Introduction

“And whatsoever I shall see or hear in the course of my profession, […] if it be what should not be published abroad, I will never divulge, holding such things to be holy secrets.”1

Hippocratic Oath

Surgical video analysis facilitates education (review of critical situations and individualized feedback)2,3, credentialing (video-based assessment)4 and research (standardization of surgical technique in multicenter trials5, surgical skill assessment)6,7. Despite its increasing use, the full potential of surgical video analysis has not been leveraged so far, as manual case review is time-consuming, costly, needs expert knowledge and raises privacy concerns.

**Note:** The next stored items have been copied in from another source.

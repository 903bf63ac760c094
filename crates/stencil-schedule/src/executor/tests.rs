use std::sync::Arc;
use std::sync::atomic::{AtomicUsize, Ordering};
use std::time::{Duration, Instant};

use stencil_foundation::{
    CancellationToken, FunctionFlags, HostBindings, HostOutcome, StaticRegistry, Value,
};
use stencil_script::{ScriptEngine, ScriptError};

use super::*;
use crate::{DependencyAnalyzer, Scheduler};

#[derive(Default)]
struct ProbeHost {
    current: AtomicUsize,
    peak: AtomicUsize,
}

impl HostBindings for ProbeHost {
    fn call_function(
        &self,
        name: &str,
        _args: &[Value],
        cancel: &CancellationToken,
    ) -> Option<HostOutcome> {
        match name {
            "tp.probe.enter" => {
                let now = self.current.fetch_add(1, Ordering::SeqCst) + 1;
                self.peak.fetch_max(now, Ordering::SeqCst);
                std::thread::sleep(Duration::from_millis(100));
                self.current.fetch_sub(1, Ordering::SeqCst);
                Some(HostOutcome::Empty)
            }
            "tp.slow.wait" => {
                let deadline = Instant::now() + Duration::from_secs(5);
                while !cancel.is_cancelled() && Instant::now() < deadline {
                    std::thread::sleep(Duration::from_millis(5));
                }
                if cancel.is_cancelled() {
                    Some(HostOutcome::Cancelled)
                } else {
                    Some(HostOutcome::Empty)
                }
            }
            _ => None,
        }
    }
}

fn plan_for(blocks: &[TemplateBlock]) -> ExecutionPlan {
    let registry = StaticRegistry::new().with("slow", "wait", FunctionFlags::CANCELLABLE);
    let analyzer = DependencyAnalyzer::new(Arc::new(registry));
    Scheduler::new().plan(analyzer.analyze_all(blocks))
}

fn executor(host: Arc<ProbeHost>, config: ExecutorConfig) -> ParallelExecutor {
    ParallelExecutor::new(Arc::new(ScriptEngine::new(host)), config).unwrap()
}

fn success(report: &ExecutionReport, id: usize) -> &str {
    match report.get(id) {
        Some(BlockOutcome::Success(text)) => text,
        other => panic!("block {id}: expected success, got {other:?}"),
    }
}

#[tokio::test]
async fn test_runs_dependent_phases_in_order() {
    let blocks = vec![
        TemplateBlock::execution(0, "let x = 1;"),
        TemplateBlock::execution(1, "let y = 2;"),
        TemplateBlock::execution(2, "tR += x + y;"),
    ];
    let plan = plan_for(&blocks);
    let executor = executor(Arc::default(), ExecutorConfig::default());

    let report = executor
        .execute(&blocks, &plan, &CancellationToken::new())
        .await;

    assert_eq!(report.phases_run, 2);
    assert_eq!(success(&report, 0), "");
    assert_eq!(success(&report, 2), "3");
    assert_eq!(executor.engine().accumulator(), "3");
    assert_eq!(report.summary().succeeded, 3);
}

#[tokio::test]
async fn test_parallel_phase_overlaps_blocks() {
    let blocks = vec![
        TemplateBlock::execution(0, "tp.probe.enter(); let a = 1;"),
        TemplateBlock::execution(1, "tp.probe.enter(); let b = 2;"),
    ];
    let plan = plan_for(&blocks);
    assert!(plan.phases[0].can_parallelize());

    let host = Arc::new(ProbeHost::default());
    let executor = executor(host.clone(), ExecutorConfig::default().with_max_concurrency(2));
    let report = executor
        .execute(&blocks, &plan, &CancellationToken::new())
        .await;

    assert_eq!(report.summary().succeeded, 2);
    assert_eq!(host.peak.load(Ordering::SeqCst), 2);
    assert_eq!(executor.active_tasks(), 0);
}

#[tokio::test]
async fn test_concurrency_limit_of_one_serializes() {
    let blocks = vec![
        TemplateBlock::execution(0, "tp.probe.enter(); let a = 1;"),
        TemplateBlock::execution(1, "tp.probe.enter(); let b = 2;"),
        TemplateBlock::execution(2, "tp.probe.enter(); let c = 3;"),
    ];
    let plan = plan_for(&blocks);
    let host = Arc::new(ProbeHost::default());
    let executor = executor(host.clone(), ExecutorConfig::default().with_max_concurrency(1));

    executor
        .execute(&blocks, &plan, &CancellationToken::new())
        .await;
    assert_eq!(host.peak.load(Ordering::SeqCst), 1);
}

#[tokio::test]
async fn test_timeout_cancels_block_token() {
    let blocks = vec![TemplateBlock::execution(0, "tp.slow.wait();")];
    let plan = plan_for(&blocks);
    assert!(plan.phases[0].has_barrier());

    let config = ExecutorConfig::default().with_block_timeout(Duration::from_millis(50));
    let executor = executor(Arc::default(), config);
    let report = executor
        .execute(&blocks, &plan, &CancellationToken::new())
        .await;
    assert!(matches!(report.get(0), Some(BlockOutcome::Timeout)));
    assert_eq!(report.get(0).and_then(BlockOutcome::render), None);

    // The host call observes the cancelled block token and returns.
    let deadline = Instant::now() + Duration::from_secs(2);
    while executor.active_tasks() > 0 && Instant::now() < deadline {
        tokio::time::sleep(Duration::from_millis(10)).await;
    }
    assert_eq!(executor.active_tasks(), 0);
}

#[tokio::test]
async fn test_fail_fast_cancels_later_phases() {
    let blocks = vec![
        TemplateBlock::execution(0, "let a = 1; throw 'boom';"),
        TemplateBlock::execution(1, "tR += a;"),
    ];
    let plan = plan_for(&blocks);
    assert_eq!(plan.phases.len(), 2);

    let strict = executor(Arc::default(), ExecutorConfig::default().with_fail_fast(true));
    let report = strict
        .execute(&blocks, &plan, &CancellationToken::new())
        .await;
    assert!(matches!(report.get(0), Some(BlockOutcome::Failure(_))));
    assert!(matches!(report.get(1), Some(BlockOutcome::Cancelled)));
    assert_eq!(report.phases_run, 1);

    let lenient = executor(Arc::default(), ExecutorConfig::default());
    let report = lenient
        .execute(&blocks, &plan, &CancellationToken::new())
        .await;
    assert!(matches!(report.get(0), Some(BlockOutcome::Failure(_))));
    assert_eq!(success(&report, 1), "1");
}

#[tokio::test]
async fn test_cancelled_run_skips_every_phase() {
    let blocks = vec![
        TemplateBlock::execution(0, "tR += 'a';"),
        TemplateBlock::execution(1, "tR += 'b';"),
    ];
    let plan = plan_for(&blocks);
    let cancel = CancellationToken::new();
    cancel.cancel_with_reason("user");

    let executor = executor(Arc::default(), ExecutorConfig::default());
    let report = executor.execute(&blocks, &plan, &cancel).await;
    assert_eq!(report.phases_run, 0);
    assert_eq!(report.summary().cancelled, 2);
    assert_eq!(executor.engine().accumulator(), "");
}

#[tokio::test]
async fn test_failure_renders_inline_and_spares_siblings() {
    let blocks = vec![
        TemplateBlock::execution(0, "tR += missing;"),
        TemplateBlock::execution(1, "try { throw \"x\" } catch (e) { tR += e }"),
        TemplateBlock::execution(2, "let other = 1;"),
    ];
    let plan = plan_for(&blocks);
    let executor = executor(Arc::default(), ExecutorConfig::default());
    let report = executor
        .execute(&blocks, &plan, &CancellationToken::new())
        .await;

    let Some(BlockOutcome::Failure(err)) = report.get(0) else {
        panic!("expected failure");
    };
    assert!(matches!(err, ScriptError::Runtime(_)));
    assert_eq!(
        report.get(0).and_then(BlockOutcome::render).as_deref(),
        Some("[Runtime Error: missing is not defined]")
    );
    assert_eq!(success(&report, 1), "x");
    assert_eq!(success(&report, 2), "");
    assert_eq!(executor.engine().accumulator(), "x");
}

#[tokio::test]
async fn test_interpolation_block_yields_value() {
    let blocks = vec![
        TemplateBlock::execution(0, "let name = 'Ada';"),
        TemplateBlock::interpolation(1, "name.toUpperCase()"),
    ];
    let plan = plan_for(&blocks);
    assert_eq!(plan.phase_of(1), Some(1));

    let executor = executor(Arc::default(), ExecutorConfig::default());
    let report = executor
        .execute(&blocks, &plan, &CancellationToken::new())
        .await;
    assert_eq!(success(&report, 1), "ADA");
}

#[tokio::test]
async fn test_runaway_recursion_fails_only_its_block() {
    let blocks = vec![
        TemplateBlock::execution(0, "function f(n) { return f(n + 1); } tR += f(1);"),
        TemplateBlock::execution(1, "let sibling = 'alive';"),
    ];
    let plan = plan_for(&blocks);
    let executor = executor(Arc::default(), ExecutorConfig::default().with_max_concurrency(2));
    let report = executor
        .execute(&blocks, &plan, &CancellationToken::new())
        .await;

    assert_eq!(
        report.get(0).and_then(BlockOutcome::render).as_deref(),
        Some("[Runtime Error: RangeError: Maximum call stack size exceeded]")
    );
    assert_eq!(success(&report, 1), "");
}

Therefore, surgical data science approaches have been adopted recently to automate surgical video analysis. Artificial intelligence (AI) models have been trained to recognize phases of an intervention8,9,10, tools8,11 and actions12 in surgical videos. This allows for down-stream applications like the estimation of the remaining surgery duration13, automated documentation of critical events14, assessment of surgical skill15 and safety check-point achievement16, or intraoperative guidance17.

AI will continue to reduce the costs and time constraints of experts reviewing surgical videos. However, the privacy concerns regarding the recording, storing, handling, and publication of patient video data have not been extensively addressed so far. The physician–patient privilege originating from the Hippocratic Oath, protects medical data and the identity of patients from legal inquiry. A breach of medical confidentiality by medical staff is prosecutable in most countries. Endoscopic videos which are recorded while the patient is under narcosis in the operating room (OR) are particularly sensitive. They often contain scenes of the OR that could potentially reveal sensitive information such as the identity of patients or OR staff. Moreover, if clocks or calendars present in the room are captured in the video, the time or date of the respective intervention can be identified. Information about the date and time of an operation, facilitates identification of the patient undergoing surgery. These scenes recorded outside of the patient’s body are referred to as out-of-body scenes. If video recording has already been started before the endoscope is introduced into the patient, has not been stopped after the surgery was terminated or every time the endoscope is cleaned during surgery, out-of-body scenes are captured.

Recent developments in computer vision and deep learning are fueled by large-scale and publicly available datasets. In contrast, medical applications of deep learning are often limited by small-size and restricted datasets. Deidentification of endoscopic video by blurring or deleting out-of-body scenes enables recording, storing, handling, and publishing of surgical videos without the risk of a medical confidentiality breach.

This article reports the development and validation of a deep learning-based image classifier to identify out-of-body scenes in endoscopic videos, called Out-of-Body Network (OoBNet). OoBNet enables privacy protection of patients and OR staff through automated recognition of out-of-body scenes in endoscopic videos. External validation of OoBNet is performed on two independent multicentric datasets of laparoscopic Roux-en-Y gastric bypass and laparoscopic cholecystectomy surgeries. The trained model and an executable application of OoBNet are published, to provide an easy-to-use tool for surgeons, data scientists and hospital administrative staff to anonymize endoscopic videos.

Methods

Datasets

The dataset used for the development of OoBNet was created from surgeries recorded at the University Hospital of Strasbourg, France18. Four video recordings for each of the following endoscopic procedures were arbitrarily selected: Laparoscopic Nissen fundoplication, Roux-en-Y gastric bypass, sleeve gastrectomy, hepatic surgery, pancreatic surgery, cholecystectomy, sigmoidectomy, eventration, adrenalectomy, hernia surgery, robotic Roux-en-Y gastric bypass, and robotic sleeve gastrectomy. The dataset containing 48 videos was split into training-, validation-, and test-set including 2, 1 and 1 videos of each procedure, respectively.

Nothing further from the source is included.